The convolution theorem is much uglier for the hartley transform. I guess this is the main reason. You can see the Fourier transform as a simple variant of the Hartley transform where the linear filtering can be done directly in the frequency domain, without all the fuss of the hartley transform convolutions.
Another advantage of Fourier with respect to Harley is that derivatives become products with polynomials. Thus the Fourier transform transforms linear pde into trivial algebraic equations. For the Hartley transform, you get more complicated functional equations, so that it's not as useful.
> You can blur an image by taking a hamming window and multiplying.
It doesn't seem like you can? (Unless your image has some symmetries).
def blur(img, factor):
x = dht2(img)
x = fftshift(x)
x = x * hamming(img) ** factor
x = fftshift(x)
x = dht2(x)
return x
There doesn't seem to be any limitations -- anything you can do with FFT, you can do here. And since the DHT isn't complex, you don't need to deal with phase/amplitude.

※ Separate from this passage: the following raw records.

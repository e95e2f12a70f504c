//! `monorail targets`

use crate::core::error::{RailError, RailResult};
use crate::napi::catalog::{self, ArchitectureDescriptor, CATALOG};

/// Catalog entries to show: everything, or the one matching a platform key or triple
fn select(key: Option<&str>) -> RailResult<Vec<&'static ArchitectureDescriptor>> {
  let Some(key) = key else {
    return Ok(CATALOG.iter().collect());
  };

  catalog::lookup(key)
    .or_else(|| catalog::lookup_triple(key))
    .map(|d| vec![d])
    .ok_or_else(|| RailError::Message {
      message: format!("Unknown platform: {}", key),
      context: None,
      help: Some("Run `monorail targets` to list supported platform keys and triples.".to_string()),
    })
}

/// Print the supported platforms
pub fn run_targets(key: Option<&str>, json: bool) -> RailResult<()> {
  let descriptors = select(key)?;

  if json {
    let out = match descriptors.as_slice() {
      [single] if key.is_some() => serde_json::to_string_pretty(single)?,
      all => serde_json::to_string_pretty(all)?,
    };
    println!("{}", out);
    return Ok(());
  }

  if key.is_none() {
    println!("Supported platforms");
    println!("===================");
    println!();
  }
  for descriptor in descriptors {
    println!(
      "  {:<18} {:<28} {}",
      descriptor.platform_key, descriptor.triple, descriptor.description
    );
  }
  Ok(())
}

It's kind of like working with wavelet coefficients in a jpg transform, except wavelets are a lot harder to work with compared to fft signals (which is why people use fft instead of wavelets everywhere). But dht is the best of both worlds -- all the power of fft, none of the hassle of complex values.
To explain further, HT is unable to compose complex valued functions - it is only a complete system for real valued functions, that is: R -> R. So naturally, it's simpler, because it's less expressive.
Let me wow you since HT is not even on the map of exotic or alternative wavelet decompositions.
Genuinely curious - How does this save space? If the input was real, the first operation (inside the fft call) makes it complex, which doubles the storage space. Sure the output is real again, but the intermediate storage was 2x the input and output.
Since the input is copied to the real and imaginary components, you don’t actually need to copy it at all.
Think of it like having a pointer (in the C sense) to the real and imaginary image buffers. Set both pointers to the input signal, then run your FFT algo on that.
The key is that it minimizes memory bandwidth, not computation. It’s highly cache coherent.
What is `area(x)` here? Some kind of numerical integration like the trapezoid rule? Can someone please provide example code which can actually be tested?
The author links to another blog post called "A nice approximation of the norm of a 2D vector" [1], Recently I learnt from Youtube about the Alpha max plus beta min algorithm [2] which is a better approximation, it uses 1 max and linear combination to achieve 3.96% largest error compared to the approximation in the blog post which uses 2 max and has 5.3% error. I also wrote a comment on his blog so hopefully he will see it.
From wikipedia it looks like both the article's approximation and this method have octagonal level sets. I was wondering what the actual difference was.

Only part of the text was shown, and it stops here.